Fonte Trust my science

Green Turtle, that's what they called it. It was presented on the occasion of World Environment Day, held on June 5. Designed specifically to clean water in ports, it displays ergonomics adapted to the marine environment and incorporates active recognition technology for underwater waste.

A “bio-inspired” robot cleaner

The challenge is enormous: it is estimated that 270,000 tons of waste float in our oceans. As project members point out in their video presentation, if nothing changes, there will be more plastic than fish in the oceans by 2050… Students at the ESTACA (Graduate School of Aeronautical and Construction Techniques) automotive designed the Green Turtle to contribute to the cleanup effort, in which the whole world must participate to reverse the trend.

Thanks to its turtle-shaped design, the machine is perfectly suited for collecting waste on the go. In fact, turtles are very good swimmers, they are fast and agile in the water and, above all, they are able to step in the water (essential for the collection of debris). By reproducing the movements of a turtle, the team guarantees extreme compatibility with the underwater environment.

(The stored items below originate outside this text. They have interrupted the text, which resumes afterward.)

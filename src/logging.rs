//! Logging setup
//!
//! Log lines go to stderr; stdout carries only the result table, so
//! `goss apply > report.txt` captures just the report.
//!
//! `--log-level` applies to goss itself while other crates stay at `warn`.
//! Setting `GOSS_LOG` replaces the whole filter with an [`EnvFilter`]
//! directive string, e.g. `GOSS_LOG=goss::transfer=trace,info`.
//!
//! Each host loop runs inside a `host` span carrying the worker index and
//! address, so interleaved lines from concurrent hosts stay attributable.

use tracing_subscriber::fmt::format::FmtSpan;
use tracing_subscriber::EnvFilter;

/// Environment variable overriding the computed filter
pub const LOG_ENV: &str = "GOSS_LOG";

/// Level for crates other than goss
const DEPENDENCY_LEVEL: &str = "warn";

#[derive(Debug, Clone, Copy, PartialEq, Eq)]
pub enum LogLevel {
    Error,
    Warn,
    Info,
    Debug,
    Trace,
}

impl LogLevel {
    /// Lenient parse; anything unrecognised is `Info`
    pub fn parse(s: &str) -> Self {
        match s.trim().to_ascii_lowercase().as_str() {
            "error" | "quiet" => LogLevel::Error,
            "warn" | "warning" => LogLevel::Warn,
            "debug" => LogLevel::Debug,
            "trace" => LogLevel::Trace,
            _ => LogLevel::Info,
        }
    }

    fn as_directive(self) -> &'static str {
        match self {
            LogLevel::Error => "error",
            LogLevel::Warn => "warn",
            LogLevel::Info => "info",
            LogLevel::Debug => "debug",
            LogLevel::Trace => "trace",
        }
    }
}

/// `pretty` for terminals, `json` for log shippers
#[derive(Debug, Clone, Copy, PartialEq, Eq)]
pub enum LogFormat {
    Json,
    Pretty,
}

impl LogFormat {
    pub fn parse(s: &str) -> Self {
        if s.trim().eq_ignore_ascii_case("json") {
            LogFormat::Json
        } else {
            LogFormat::Pretty
        }
    }
}

#[derive(Debug, Clone)]
pub struct LogConfig {
    pub level: LogLevel,
    pub format: LogFormat,
    /// Raw directive from [`LOG_ENV`], if any
    pub directive: Option<String>,
}

impl LogConfig {
    /// Level and format as given on the command line, plus [`LOG_ENV`]
    pub fn new(level: &str, format: &str) -> Self {
        Self {
            level: LogLevel::parse(level),
            format: LogFormat::parse(format),
            directive: std::env::var(LOG_ENV).ok().filter(|d| !d.trim().is_empty()),
        }
    }

    /// Filter directive string the subscriber is built from
    pub fn filter_directive(&self) -> String {
        match &self.directive {
            Some(directive) => directive.clone(),
            None => format!(
                "{},{}={}",
                DEPENDENCY_LEVEL,
                env!("CARGO_CRATE_NAME"),
                self.level.as_directive()
            ),
        }
    }

    fn filter(&self) -> anyhow::Result<EnvFilter> {
        let directive = self.filter_directive();
        EnvFilter::try_new(&directive)
            .map_err(|e| anyhow::anyhow!("invalid log filter '{}' (from {}): {}", directive, LOG_ENV, e))
    }
}

/// Install the global subscriber; fails if one is already installed
pub fn init_logging(config: &LogConfig) -> anyhow::Result<()> {
    let filter = config.filter()?;
    let builder = tracing_subscriber::fmt()
        .with_env_filter(filter)
        .with_writer(std::io::stderr);

    match config.format {
        // Span close events carry each host loop's busy/idle time
        LogFormat::Json => builder
            .json()
            .with_current_span(true)
            .with_span_events(FmtSpan::CLOSE)
            .try_init(),
        LogFormat::Pretty => builder.with_target(false).try_init(),
    }
    .map_err(|e| anyhow::anyhow!("cannot install log subscriber: {}", e))
}

#[cfg(test)]
mod tests {
    use super::*;

    fn config(level: &str, directive: Option<&str>) -> LogConfig {
        LogConfig {
            level: LogLevel::parse(level),
            format: LogFormat::Pretty,
            directive: directive.map(|d| d.to_string()),
        }
    }

    #[test]
    fn test_level_parse() {
        assert_eq!(LogLevel::parse("WARNING"), LogLevel::Warn);
        assert_eq!(LogLevel::parse(" debug "), LogLevel::Debug);
        assert_eq!(LogLevel::parse("quiet"), LogLevel::Error);
        assert_eq!(LogLevel::parse("verbose"), LogLevel::Info);
    }

    #[test]
    fn test_format_parse() {
        assert_eq!(LogFormat::parse("JSON"), LogFormat::Json);
        assert_eq!(LogFormat::parse("pretty"), LogFormat::Pretty);
        assert_eq!(LogFormat::parse("logfmt"), LogFormat::Pretty);
    }

    #[test]
    fn test_level_applies_to_goss_only() {
        assert_eq!(config("debug", None).filter_directive(), "warn,goss=debug");
        assert_eq!(config("error", None).filter_directive(), "warn,goss=error");
    }

    #[test]
    fn test_env_directive_replaces_filter() {
        let config = config("info", Some("goss::transfer=trace,info"));
        assert_eq!(config.filter_directive(), "goss::transfer=trace,info");
        assert!(config.filter().is_ok());
    }

    #[test]
    fn test_invalid_directive_is_reported() {
        let err = config("info", Some("goss=notalevel")).filter().unwrap_err();
        assert!(err.to_string().contains(LOG_ENV));
    }
}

The following video shows how much they were inspired by the animal's anatomy to design each vessel's joint:

The challenge is enormous: it is estimated that 270,000 tons of waste float in our oceans. As project members point out in their presentation video, if nothing changes, there will be more plastic than fish in the oceans by 2050… Students ESTACA (School of Aeronautical Techniques and Automobile Construction) designed the Green Turtle to contribute to the effort cleaning, in which the whole world must participate to reverse the trend.

Thanks to its turtle-shaped design, the machine is perfectly suited for collecting waste on the go. In fact, turtles are very good swimmers, they are fast and agile in the water and, above all, they are able to step on the ground (essential for the collection of debris). By reproducing the movements of a turtle, the team guarantees extreme compatibility with the underwater environment. The following video shows how they were inspired by the animal's anatomy to design each vessel's joint:

It is believed that the robot acts in a targeted manner, in the waters of ports, that is, closer to the places of human pollution. Staying in these areas also prevents you coming into contact with swimmers or other users (or even turtle predators).

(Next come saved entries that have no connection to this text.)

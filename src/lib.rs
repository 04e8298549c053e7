//! goss - run commands and transfer files across a fleet of hosts over SSH

pub mod cli;
pub mod config;
pub mod dispatcher;
pub mod error;
pub mod executors;
pub mod logging;
pub mod metrics;
pub mod models;
pub mod parser;
pub mod path_template;
pub mod printer;
pub mod retry;
pub mod templates;
pub mod transfer;
pub mod transport;
pub mod trust;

What exactly are your cleaning features? This robot can swallow 50 liters of garbage (the equivalent of 1420 plastic bottles), which is already a good serve ... It is programmed to go to and a dock, it can dump what it has collected; After the battery is recharged, he can get back to work.

A prototype planned for the summer of 2021

After a first inconclusive sketch of the machine structure developed in Solidworks, the team designed a much more viable “housing”, detailing the main part in several parts. The garbage inlet (the turtle's mouth, so to speak) is equipped with rotating flaps, which prevent the garbage escaping once inside.

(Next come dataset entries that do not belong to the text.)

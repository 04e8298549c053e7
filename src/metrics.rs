//! Prometheus metrics for a run
//!
//! Host loops update the counters concurrently; every update is an atomic
//! increment, so no locking is involved. After the run the registry can be
//! dumped in the Prometheus text format (`--metrics-file`).
//!
//! # Available Metrics
//!
//! - `goss_tasks_total{outcome}` - Counter of finished tasks (success, failed, skipped)
//! - `goss_task_duration_seconds{kind}` - Histogram of task durations per task type
//! - `goss_host_connections_total{outcome}` - Counter of connection attempts (success, failed)
//! - `goss_active_hosts` - Gauge of host loops currently past the admission gate
//! - `goss_peak_memory_bytes` - Gauge of peak process memory (RSS)

use crate::models::TaskStatus;
use prometheus::{
    Encoder, Gauge, HistogramOpts, HistogramVec, IntCounterVec, IntGauge, Opts, Registry, TextEncoder,
};
use std::path::Path;
use std::sync::Arc;
use tracing::debug;

/// Histogram bucket boundaries for task duration metrics (in seconds)
const TASK_DURATION_BUCKETS: &[f64] = &[0.1, 0.5, 1.0, 2.0, 5.0, 10.0, 30.0, 60.0, 300.0, 1800.0];

/// Run-wide counters
#[derive(Clone)]
pub struct RunMetrics {
    registry: Arc<Registry>,
    tasks: IntCounterVec,
    task_duration: HistogramVec,
    connections: IntCounterVec,
    active_hosts: IntGauge,
    peak_memory: Gauge,
}

impl RunMetrics {
    pub fn new() -> prometheus::Result<Self> {
        let registry = Registry::new();

        let tasks = IntCounterVec::new(
            Opts::new("goss_tasks_total", "Total number of finished tasks"),
            &["outcome"],
        )?;
        let task_duration = HistogramVec::new(
            HistogramOpts::new("goss_task_duration_seconds", "Task duration in seconds")
                .buckets(TASK_DURATION_BUCKETS.to_vec()),
            &["kind"],
        )?;
        let connections = IntCounterVec::new(
            Opts::new("goss_host_connections_total", "Connection attempts per outcome"),
            &["outcome"],
        )?;
        let active_hosts = IntGauge::with_opts(Opts::new(
            "goss_active_hosts",
            "Host loops currently running",
        ))?;
        let peak_memory = Gauge::with_opts(Opts::new(
            "goss_peak_memory_bytes",
            "Peak process memory usage in bytes (RSS)",
        ))?;

        registry.register(Box::new(tasks.clone()))?;
        registry.register(Box::new(task_duration.clone()))?;
        registry.register(Box::new(connections.clone()))?;
        registry.register(Box::new(active_hosts.clone()))?;
        registry.register(Box::new(peak_memory.clone()))?;

        Ok(Self {
            registry: Arc::new(registry),
            tasks,
            task_duration,
            connections,
            active_hosts,
            peak_memory,
        })
    }

    /// Record a finished task
    ///
    /// Skipped tasks are counted but not timed.
    pub fn record_task(&self, kind: &str, status: TaskStatus, duration_secs: f64) {
        self.tasks.with_label_values(&[&status.to_string()]).inc();
        if status != TaskStatus::Skipped {
            self.task_duration
                .with_label_values(&[kind])
                .observe(duration_secs);
        }
    }

    pub fn record_connection(&self, success: bool) {
        let outcome = if success { "success" } else { "failed" };
        self.connections.with_label_values(&[outcome]).inc();
    }

    pub fn inc_active_hosts(&self) {
        self.active_hosts.inc();
    }

    pub fn dec_active_hosts(&self) {
        self.active_hosts.dec();
    }

    pub fn tasks_with_status(&self, status: TaskStatus) -> u64 {
        self.tasks.with_label_values(&[&status.to_string()]).get()
    }

    pub fn connections_with_outcome(&self, success: bool) -> u64 {
        let outcome = if success { "success" } else { "failed" };
        self.connections.with_label_values(&[outcome]).get()
    }

    pub fn active_hosts(&self) -> i64 {
        self.active_hosts.get()
    }

    /// Prometheus text exposition of every metric
    pub fn encode_text(&self) -> anyhow::Result<String> {
        if let Ok(memory) = get_memory_usage() {
            self.peak_memory.set(memory as f64);
        }

        let encoder = TextEncoder::new();
        let mut buffer = Vec::new();
        encoder.encode(&self.registry.gather(), &mut buffer)?;
        Ok(String::from_utf8(buffer)?)
    }

    pub fn write_to_file(&self, path: &Path) -> anyhow::Result<()> {
        std::fs::write(path, self.encode_text()?)?;
        debug!("Metrics written to {}", path.display());
        Ok(())
    }
}

/// Get peak process memory usage in bytes (RSS)
#[cfg(target_os = "macos")]
fn get_memory_usage() -> anyhow::Result<u64> {
    use std::mem;

    unsafe {
        let mut info: libc::rusage = mem::zeroed();
        if libc::getrusage(libc::RUSAGE_SELF, &mut info) == 0 {
            // ru_maxrss is in bytes on macOS
            Ok(info.ru_maxrss as u64)
        } else {
            Err(anyhow::anyhow!("Failed to get memory usage"))
        }
    }
}

/// Get peak process memory usage in bytes (RSS)
#[cfg(target_os = "linux")]
fn get_memory_usage() -> anyhow::Result<u64> {
    use std::mem;

    unsafe {
        let mut info: libc::rusage = mem::zeroed();
        if libc::getrusage(libc::RUSAGE_SELF, &mut info) == 0 {
            // ru_maxrss is in kilobytes on Linux
            Ok((info.ru_maxrss as u64) * 1024)
        } else {
            Err(anyhow::anyhow!("Failed to get memory usage"))
        }
    }
}

#[cfg(not(any(target_os = "linux", target_os = "macos")))]
fn get_memory_usage() -> anyhow::Result<u64> {
    Err(anyhow::anyhow!(
        "Memory usage tracking not supported on this platform"
    ))
}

In order to ideally dimension the motors and parts of the device and choose materials well, students performed several motion simulations with XFlow. The software also made it possible to simulate the behavior of plastic waste when approaching the robot; thus, they were able to adjust the movement and amplitude of the fins as the robot swallows an object.

The technology at the heart of the device allows you to track waste and then collect it in an intelligent and agile way. He also wants to be energy efficient. It detects waste thanks to on-board sonar. To determine the shape and nature of the plastic objects it encounters, the robot uses a handle - a remote sensing system similar to sonar, but based on light waves and not acoustics. There is no risk to the surrounding fauna: the robot knows how to distinguish fish waste, thanks to its active recognition system.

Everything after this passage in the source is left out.